Friday, November 16, 2012

Annotations over "My Antonia"

Dahl, Curtis. "An American Georgic: Willa Cather's "My Antonia"." Comperative Literature 7.1 (1955): 41-53. JSTOR. Web. 15 Nov 2012.
            Dahl states that “My Antonia” embodies the main themes found in most Cather novels. The most prominent are Cather’s desire illustrate her own Nebraska background and use and understanding of themes found in the poet Virgil’s works.  Like Virgil, Cather writes of the simplicity not of a grand subject matter. She describes the simple life of farming in Nebraska, staying true to her roots. Dahl states that all the great literary art comes from the beautiful, simplicity of the earth’s fertility as seen in Lena Lingard and Antonia. He argues that Cather interprets Virgil’s writing and uses his them of “the ageless struggle of man with the earth is the most fully satisfying way of life.”
 
Feger, Lois. "The Dark Dimensions of Willa Cather's "My Antonia"." English Journal 59.6 (1970): 774-779. JSTOR. Web. 14 Nov 2012.
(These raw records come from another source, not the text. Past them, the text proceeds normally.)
//! Default path helpers and symlink checks.
//! Determines OS-appropriate config/log/journal paths and detects symlinked ancestors for safety.

use anyhow::{Result, anyhow};
use dirs::{config_dir, data_dir};
use std::env;
use std::fs;
use std::io;
use std::path::{Path, PathBuf};

use super::CONFIG_ENV;

/// Config file location: `$DIRSWAP_CONFIG` if set, else the per-user config dir.
pub fn default_config_path() -> Result<PathBuf> {
    if let Some(p) = env::var_os(CONFIG_ENV) {
        let p = PathBuf::from(p);
        if p.is_relative() {
            let cwd = env::current_dir()?;
            return Ok(cwd.join(p));
        }
        return Ok(p);
    }
    if let Some(base) = config_dir() {
        return Ok(base.join("dirswap").join("config.xml"));
    }
    env::var_os("HOME")
        .map(|h| PathBuf::from(h).join(".config").join("dirswap").join("config.xml"))
        .ok_or_else(|| anyhow!("cannot determine a config directory (no config dir or HOME)"))
}

/// Application private data dir (`<data_dir>/dirswap`).
fn app_data_dir() -> Result<PathBuf> {
    if let Some(base) = data_dir() {
        return Ok(base.join("dirswap"));
    }
    env::var_os("HOME")
        .map(|h| PathBuf::from(h).join(".local").join("share").join("dirswap"))
        .ok_or_else(|| anyhow!("cannot determine a data directory (no data dir or HOME)"))
}

/// OS-appropriate default log file path.
pub fn default_log_path() -> Result<PathBuf> {
    Ok(app_data_dir()?.join("dirswap.log"))
}

/// OS-appropriate default move journal path.
pub fn default_journal_path() -> Result<PathBuf> {
    Ok(app_data_dir()?.join("move_journal.bin"))
}

/// Return true if any existing ancestor of `path` is a symlink.
pub fn path_has_symlink_ancestor(path: &Path) -> io::Result<bool> {
    let mut p = path.parent();
    while let Some(anc) = p {
        if anc.exists() {
            let meta = fs::symlink_metadata(anc)?;
            if meta.file_type().is_symlink() {
                return Ok(true);
            }
        }
        p = anc.parent();
    }
    Ok(false)
}
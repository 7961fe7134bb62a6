//! Streaming copy with a caller-chosen, bounded transfer buffer.
//!
//! - Writes to a newly created destination file (O_EXCL semantics; never clobbers).
//! - Holds at most one buffer of `buf_size` bytes in memory regardless of file size.
//! - Flushes and fsyncs the destination before returning so a later source
//!   delete never races the data reaching stable storage.
//!
//! Snapshot semantics: the source file is read once from start to EOF; if it grows
//! concurrently, the additional bytes are not included.

use std::fs::{File, OpenOptions};
use std::io::{self, Read, Write};
use std::path::Path;

/// Result of a streaming copy operation.
#[derive(Debug, Clone, Copy)]
pub struct CopyResult {
    /// Total bytes copied from source to destination.
    pub bytes: u64,
    /// Number of read/write rounds (for perf metrics).
    pub chunks: u64,
}

/// Copy `src` -> `dst` in chunks of at most `buf_size` bytes, then fsync `dst`.
pub(crate) fn copy_streaming(src: &Path, dst: &Path, buf_size: usize) -> io::Result<CopyResult> {
    let mut reader = File::open(src)?;
    let mut writer = OpenOptions::new().write(true).create_new(true).open(dst)?;

    let mut buf = vec![0u8; buf_size.max(1)];
    let mut bytes = 0u64;
    let mut chunks = 0u64;
    loop {
        let n = match reader.read(&mut buf) {
            Ok(0) => break,
            Ok(n) => n,
            Err(e) if e.kind() == io::ErrorKind::Interrupted => continue,
            Err(e) => return Err(e),
        };
        writer.write_all(&buf[..n])?;
        bytes += n as u64;
        chunks += 1;
    }
    writer.flush()?;
    writer.sync_all()?;

    Ok(CopyResult { bytes, chunks })
}

#[cfg(test)]
mod tests {
    use super::*;
    use std::fs;
    use tempfile::tempdir;

    #[test]
    fn copy_small_file_ok() {
        let dir = tempdir().unwrap();
        let src = dir.path().join("src.txt");
        let dst = dir.path().join("dst.txt");
        fs::write(&src, b"hello world").unwrap();

        let res = copy_streaming(&src, &dst, 4096).unwrap();
        assert_eq!(res.bytes, 11);
        assert_eq!(res.chunks, 1);
        assert_eq!(fs::read(&dst).unwrap(), b"hello world");
    }

    #[test]
    fn copy_zero_length_ok() {
        let dir = tempdir().unwrap();
        let src = dir.path().join("empty");
        let dst = dir.path().join("out");
        File::create(&src).unwrap();

        let res = copy_streaming(&src, &dst, 4096).unwrap();
        assert_eq!(res.bytes, 0);
        assert_eq!(res.chunks, 0);
        assert_eq!(fs::metadata(&dst).unwrap().len(), 0);
    }

    #[test]
    fn fails_if_dest_exists() {
        let dir = tempdir().unwrap();
        let src = dir.path().join("src");
        let dst = dir.path().join("dst");
        fs::write(&src, b"data").unwrap();
        fs::write(&dst, b"x").unwrap();

        let err = copy_streaming(&src, &dst, 4096).unwrap_err();
        assert_eq!(err.kind(), io::ErrorKind::AlreadyExists);
        assert_eq!(fs::read(&dst).unwrap(), b"x");
    }

    #[test]
    fn chunking_respects_buffer_size() {
        let dir = tempdir().unwrap();
        let src = dir.path().join("big.bin");
        let dst = dir.path().join("big.out");

        const BUF: usize = 4096;
        let size = 3 * BUF + 123;
        let data: Vec<u8> = (0..size).map(|i| (i % 251) as u8).collect();
        fs::write(&src, &data).unwrap();

        let res = copy_streaming(&src, &dst, BUF).unwrap();
        assert_eq!(res.bytes as usize, size);
        // A regular file read never returns more than the buffer holds.
        assert!(res.chunks >= 4);
        assert_eq!(fs::read(&dst).unwrap(), data);
    }
}
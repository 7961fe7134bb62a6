//! Common Unix helpers.
//! Atomic write with 0600 mode and parent directory fsync.

use std::fs::{self, File, OpenOptions};
use std::io::{self, Write};
use std::os::unix::fs::OpenOptionsExt;
use std::path::Path;

use super::temp::tmp_sibling_name;

/// Atomically replace `path` with `contents` (file mode 0600).
///
/// Steps:
/// - Ensure parent directory exists
/// - Create unique hidden temp sibling with mode 0600 and O_EXCL semantics
/// - Write contents, fsync temp, rename over destination, fsync parent dir
/// - On failure, remove the temp file best-effort and return the error
pub fn atomic_write_0600(path: &Path, contents: &[u8]) -> io::Result<()> {
    let parent = path
        .parent()
        .ok_or_else(|| io::Error::new(io::ErrorKind::InvalidInput, "path has no parent"))?;
    fs::create_dir_all(parent)?;

    let tmp = tmp_sibling_name(path);
    let written = (|| -> io::Result<()> {
        let mut f = OpenOptions::new()
            .write(true)
            .create_new(true)
            .mode(0o600)
            .open(&tmp)?;
        f.write_all(contents)?;
        f.sync_all()?;
        drop(f);
        fs::rename(&tmp, path)
    })();
    if let Err(e) = written {
        let _ = fs::remove_file(&tmp);
        return Err(e);
    }

    File::open(parent)?.sync_all()
}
            Despite how the novel “My Antonia” first appears, it is not a simply a tale of the roots, and values of pioneer family life, but, as Feger argues, of violence, the denial of human life, and of life’s ultimate futility. She describes through the opening scenes of Jim’s parents death, the subsequent suicide of Mr. Shimerda, the rattlesnake fight, and the lightning storm the darkness and violence that follows the young protagonist. His love for Antonia is blinded by the darkness of their life and he flees to Harvard and to the East. Feger also questions the insertion of the unhappy stories of Pavel, Peter, and the wolves or the suicide of the Norwegian man. She states that they all raise disturbing questions of loss, violence, deception, and death that are faced by Jim and Antonia. The novel closes in the same manner that it began, hiding it’s pessimism about life with the old, innocent, country life.